Work required :: Set down the records that follow in full and without changes.

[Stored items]
BEGIN

// Copyright 2025 the Understory Authors
// SPDX-License-Identifier: Apache-2.0 OR MIT

//! The layout-order thread.
//!
//! Each paint group threads its root and every uncreased descendant into one
//! circular list. The list is a post-order walk: a node's children come
//! before it, in the node's layout order, and each child's *run* (the child
//! preceded by its own descendants) is contiguous. The first entry of a run
//! is the run's *head*.
//!
//! The same [`Tree::link`] splice maintains the paint-group ring.

use alloc::vec::Vec;

use tracing::trace;

use crate::direction::{Direction, NUM_DIRECTIONS};
use crate::preference::layout_order_for;
use crate::tree::{Links, Node, Tree};
use crate::types::NodeId;

/// Selects one of the two circular lists every node belongs to.
#[derive(Clone, Copy, Debug, PartialEq, Eq)]
pub(crate) enum Ring {
    /// The layout-order thread.
    Layout,
    /// The paint-group ring.
    PaintGroup,
}

impl Ring {
    pub(crate) fn of<T>(self, node: &Node<T>) -> Links {
        match self {
            Self::Layout => node.layout,
            Self::PaintGroup => node.paint,
        }
    }
}

impl<T> Tree<T> {
    pub(crate) fn links(&self, id: NodeId, ring: Ring) -> Links {
        ring.of(self.node(id))
    }

    fn links_mut(&mut self, id: NodeId, ring: Ring) -> &mut Links {
        let n = self.node_mut(id);
        match ring {
            Ring::Layout => &mut n.layout,
            Ring::PaintGroup => &mut n.paint,
        }
    }

    /// Make `b` follow `a` in `ring`.
    ///
    /// Every splice in the crate is a sequence of these calls. Callers read
    /// all endpoints they need before the first call.
    pub(crate) fn link(&mut self, ring: Ring, a: NodeId, b: NodeId) {
        trace!(?ring, ?a, ?b, "link");
        self.links_mut(a, ring).next = b;
        self.links_mut(b, ring).prev = a;
    }

    pub(crate) fn thread_next(&self, id: NodeId) -> NodeId {
        self.node(id).layout.next
    }

    pub(crate) fn thread_prev(&self, id: NodeId) -> NodeId {
        self.node(id).layout.prev
    }

    pub(crate) fn order_of(&self, id: NodeId) -> &'static [Direction; NUM_DIRECTIONS] {
        let n = self.node(id);
        layout_order_for(n.preference, n.parent.map(|p| p.slot.reverse()))
    }

    /// The next node in the layout-order thread.
    pub fn layout_next(&self, id: NodeId) -> Option<NodeId> {
        Some(self.node_opt(id)?.layout.next)
    }

    /// The previous node in the layout-order thread.
    pub fn layout_prev(&self, id: NodeId) -> Option<NodeId> {
        Some(self.node_opt(id)?.layout.prev)
    }

    /// The layout-order thread through `id`, starting after it and ending
    /// with it.
    pub fn dump_layout(&self, id: NodeId) -> Vec<NodeId> {
        let mut out = Vec::new();
        if !self.is_alive(id) {
            return out;
        }
        let mut cur = id;
        loop {
            cur = self.thread_next(cur);
            out.push(cur);
            if cur == id {
                return out;
            }
        }
    }

    /// Visit every node of the layout-order thread through `id` once,
    /// starting with `id` and walking backward.
    pub fn for_each_node(&self, id: NodeId, mut f: impl FnMut(NodeId)) {
        if !self.is_alive(id) {
            return;
        }
        let mut cur = id;
        loop {
            f(cur);
            cur = self.thread_prev(cur);
            if cur == id {
                return;
            }
        }
    }

    /// The child in `dir` if it shares its parent's thread.
    ///
    /// Creased children root their own paint group and thread separately.
    pub(crate) fn threaded_child(&self, id: NodeId, dir: Direction) -> Option<NodeId> {
        let child = self.node(id).neighbors[dir.index()].node?;
        self.node(child).paint_group.is_none().then_some(child)
    }

    /// First entry of the run that ends with `id`.
    pub(crate) fn head(&self, id: NodeId) -> NodeId {
        let mut cur = id;
        'descend: loop {
            for &dir in self.order_of(cur) {
                if let Some(child) = self.threaded_child(cur, dir) {
                    cur = child;
                    continue 'descend;
                }
            }
            return cur;
        }
    }

    /// The nearest threaded child of `parent` laid out before `dir`.
    fn earlier(&self, parent: NodeId, dir: Direction) -> Option<NodeId> {
        self.order_of(parent)
            .iter()
            .take_while(|d| **d != dir)
            .filter_map(|d| self.threaded_child(parent, *d))
            .last()
    }

    /// The nearest threaded child of `parent` laid out after `dir`.
    fn later(&self, parent: NodeId, dir: Direction) -> Option<NodeId> {
        self.order_of(parent)
            .iter()
            .skip_while(|d| **d != dir)
            .skip(1)
            .find_map(|d| self.threaded_child(parent, *d))
    }

    /// Splice the run of `child`, currently a closed cycle, into the thread
    /// of `parent` at the position of slot `dir`.
    pub(crate) fn insert_into_layout(&mut self, parent: NodeId, dir: Direction, child: NodeId) {
        let first = self.head(child);
        let before = self.earlier(parent, dir);
        let after = self.later(parent, dir);
        let pred = match (before, after) {
            (Some(b), _) => b,
            (None, Some(a)) => self.thread_prev(self.head(a)),
            (None, None) => self.thread_prev(parent),
        };
        let succ = match after {
            Some(a) => self.head(a),
            None => parent,
        };
        trace!(?parent, ?dir, ?child, "insert into layout");
        self.link(Ring::Layout, pred, first);
        self.link(Ring::Layout, child, succ);
    }

    /// Splice the run of `child` out of its parent's thread, closing it into
    /// its own cycle.
    pub(crate) fn remove_from_layout(&mut self, child: NodeId) {
        let first = self.head(child);
        let pred = self.thread_prev(first);
        let succ = self.thread_next(child);
        trace!(?child, "remove from layout");
        self.link(Ring::Layout, pred, succ);
        self.link(Ring::Layout, child, first);
    }

    /// First and last entries of the horizontal and vertical child runs of
    /// `id`, or `None` if either is empty.
    fn axis_runs(&self, id: NodeId) -> Option<[NodeId; 4]> {
        let span = |neg: Direction, pos: Direction| {
            let (first, last) = match (self.threaded_child(id, neg), self.threaded_child(id, pos)) {
                (Some(n), Some(p)) => (n, p),
                (Some(x), None) | (None, Some(x)) => (x, x),
                (None, None) => return None,
            };
            Some((self.head(first), last))
        };
        let (first_h, last_h) = span(Direction::Backward, Direction::Forward)?;
        let (first_v, last_v) = span(Direction::Downward, Direction::Upward)?;
        Some([first_h, last_h, first_v, last_v])
    }

    /// Move the vertical run of `id` in front of its horizontal run.
    pub(crate) fn horz_to_vert(&mut self, id: NodeId) {
        let Some([first_h, last_h, first_v, last_v]) = self.axis_runs(id) else {
            return;
        };
        let before = self.thread_prev(first_h);
        let after = self.thread_next(last_v);
        self.link(Ring::Layout, before, first_v);
        self.link(Ring::Layout, last_v, first_h);
        self.link(Ring::Layout, last_h, after);
    }

    /// Move the horizontal run of `id` in front of its vertical run.
    pub(crate) fn vert_to_horz(&mut self, id: NodeId) {
        let Some([first_h, last_h, first_v, last_v]) = self.axis_runs(id) else {
            return;
        };
        let before = self.thread_prev(first_v);
        let after = self.thread_next(last_h);
        self.link(Ring::Layout, before, first_h);
        self.link(Ring::Layout, last_h, first_v);
        self.link(Ring::Layout, last_v, after);
    }
}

END

Task solution ::
// Copyright 2025 the Understory Authors
// SPDX-License-Identifier: Apache-2.0 OR MIT

//! The layout-order thread.
//!
//! Each paint group threads its root and every uncreased descendant into one
//! circular list. The list is a post-order walk: a node's children come
//! before it, in the node's layout order, and each child's *run* (the child
//! preceded by its own descendants) is contiguous. The first entry of a run
//! is the run's *head*.
//!
//! The same [`Tree::link`] splice maintains the paint-group ring.

use alloc::vec::Vec;

use tracing::trace;

use crate::direction::{Direction, NUM_DIRECTIONS};
use crate::preference::layout_order_for;
use crate::tree::{Links, Node, Tree};
use crate::types::NodeId;

/// Selects one of the two circular lists every node belongs to.
#[derive(Clone, Copy, Debug, PartialEq, Eq)]
pub(crate) enum Ring {
    /// The layout-order thread.
    Layout,
    /// The paint-group ring.
    PaintGroup,
}

impl Ring {
    pub(crate) fn of<T>(self, node: &Node<T>) -> Links {
        match self {
            Self::Layout => node.layout,
            Self::PaintGroup => node.paint,
        }
    }
}

impl<T> Tree<T> {
    pub(crate) fn links(&self, id: NodeId, ring: Ring) -> Links {
        ring.of(self.node(id))
    }

    fn links_mut(&mut self, id: NodeId, ring: Ring) -> &mut Links {
        let n = self.node_mut(id);
        match ring {
            Ring::Layout => &mut n.layout,
            Ring::PaintGroup => &mut n.paint,
        }
    }

    /// Make `b` follow `a` in `ring`.
    ///
    /// Every splice in the crate is a sequence of these calls. Callers read
    /// all endpoints they need before the first call.
    pub(crate) fn link(&mut self, ring: Ring, a: NodeId, b: NodeId) {
        trace!(?ring, ?a, ?b, "link");
        self.links_mut(a, ring).next = b;
        self.links_mut(b, ring).prev = a;
    }

    pub(crate) fn thread_next(&self, id: NodeId) -> NodeId {
        self.node(id).layout.next
    }

    pub(crate) fn thread_prev(&self, id: NodeId) -> NodeId {
        self.node(id).layout.prev
    }

    pub(crate) fn order_of(&self, id: NodeId) -> &'static [Direction; NUM_DIRECTIONS] {
        let n = self.node(id);
        layout_order_for(n.preference, n.parent.map(|p| p.slot.reverse()))
    }

    /// The next node in the layout-order thread.
    pub fn layout_next(&self, id: NodeId) -> Option<NodeId> {
        Some(self.node_opt(id)?.layout.next)
    }

    /// The previous node in the layout-order thread.
    pub fn layout_prev(&self, id: NodeId) -> Option<NodeId> {
        Some(self.node_opt(id)?.layout.prev)
    }

    /// The layout-order thread through `id`, starting after it and ending
    /// with it.
    pub fn dump_layout(&self, id: NodeId) -> Vec<NodeId> {
        let mut out = Vec::new();
        if !self.is_alive(id) {
            return out;
        }
        let mut cur = id;
        loop {
            cur = self.thread_next(cur);
            out.push(cur);
            if cur == id {
                return out;
            }
        }
    }

    /// Visit every node of the layout-order thread through `id` once,
    /// starting with `id` and walking backward.
    pub fn for_each_node(&self, id: NodeId, mut f: impl FnMut(NodeId)) {
        if !self.is_alive(id) {
            return;
        }
        let mut cur = id;
        loop {
            f(cur);
            cur = self.thread_prev(cur);
            if cur == id {
                return;
            }
        }
    }

    /// The child in `dir` if it shares its parent's thread.
    ///
    /// Creased children root their own paint group and thread separately.
    pub(crate) fn threaded_child(&self, id: NodeId, dir: Direction) -> Option<NodeId> {
        let child = self.node(id).neighbors[dir.index()].node?;
        self.node(child).paint_group.is_none().then_some(child)
    }

    /// First entry of the run that ends with `id`.
    pub(crate) fn head(&self, id: NodeId) -> NodeId {
        let mut cur = id;
        'descend: loop {
            for &dir in self.order_of(cur) {
                if let Some(child) = self.threaded_child(cur, dir) {
                    cur = child;
                    continue 'descend;
                }
            }
            return cur;
        }
    }

    /// The nearest threaded child of `parent` laid out before `dir`.
    fn earlier(&self, parent: NodeId, dir: Direction) -> Option<NodeId> {
        self.order_of(parent)
            .iter()
            .take_while(|d| **d != dir)
            .filter_map(|d| self.threaded_child(parent, *d))
            .last()
    }

    /// The nearest threaded child of `parent` laid out after `dir`.
    fn later(&self, parent: NodeId, dir: Direction) -> Option<NodeId> {
        self.order_of(parent)
            .iter()
            .skip_while(|d| **d != dir)
            .skip(1)
            .find_map(|d| self.threaded_child(parent, *d))
    }

    /// Splice the run of `child`, currently a closed cycle, into the thread
    /// of `parent` at the position of slot `dir`.
    pub(crate) fn insert_into_layout(&mut self, parent: NodeId, dir: Direction, child: NodeId) {
        let first = self.head(child);
        let before = self.earlier(parent, dir);
        let after = self.later(parent, dir);
        let pred = match (before, after) {
            (Some(b), _) => b,
            (None, Some(a)) => self.thread_prev(self.head(a)),
            (None, None) => self.thread_prev(parent),
        };
        let succ = match after {
            Some(a) => self.head(a),
            None => parent,
        };
        trace!(?parent, ?dir, ?child, "insert into layout");
        self.link(Ring::Layout, pred, first);
        self.link(Ring::Layout, child, succ);
    }

    /// Splice the run of `child` out of its parent's thread, closing it into
    /// its own cycle.
    pub(crate) fn remove_from_layout(&mut self, child: NodeId) {
        let first = self.head(child);
        let pred = self.thread_prev(first);
        let succ = self.thread_next(child);
        trace!(?child, "remove from layout");
        self.link(Ring::Layout, pred, succ);
        self.link(Ring::Layout, child, first);
    }

    /// First and last entries of the horizontal and vertical child runs of
    /// `id`, or `None` if either is empty.
    fn axis_runs(&self, id: NodeId) -> Option<[NodeId; 4]> {
        let span = |neg: Direction, pos: Direction| {
            let (first, last) = match (self.threaded_child(id, neg), self.threaded_child(id, pos)) {
                (Some(n), Some(p)) => (n, p),
                (Some(x), None) | (None, Some(x)) => (x, x),
                (None, None) => return None,
            };
            Some((self.head(first), last))
        };
        let (first_h, last_h) = span(Direction::Backward, Direction::Forward)?;
        let (first_v, last_v) = span(Direction::Downward, Direction::Upward)?;
        Some([first_h, last_h, first_v, last_v])
    }

    /// Move the vertical run of `id` in front of its horizontal run.
    pub(crate) fn horz_to_vert(&mut self, id: NodeId) {
        let Some([first_h, last_h, first_v, last_v]) = self.axis_runs(id) else {
            return;
        };
        let before = self.thread_prev(first_h);
        let after = self.thread_next(last_v);
        self.link(Ring::Layout, before, first_v);
        self.link(Ring::Layout, last_v, first_h);
        self.link(Ring::Layout, last_h, after);
    }

    /// Move the horizontal run of `id` in front of its vertical run.
    pub(crate) fn vert_to_horz(&mut self, id: NodeId) {
        let Some([first_h, last_h, first_v, last_v]) = self.axis_runs(id) else {
            return;
        };
        let before = self.thread_prev(first_v);
        let after = self.thread_next(last_h);
        self.link(Ring::Layout, before, first_h);
        self.link(Ring::Layout, last_h, first_v);
        self.link(Ring::Layout, last_v, after);
    }
}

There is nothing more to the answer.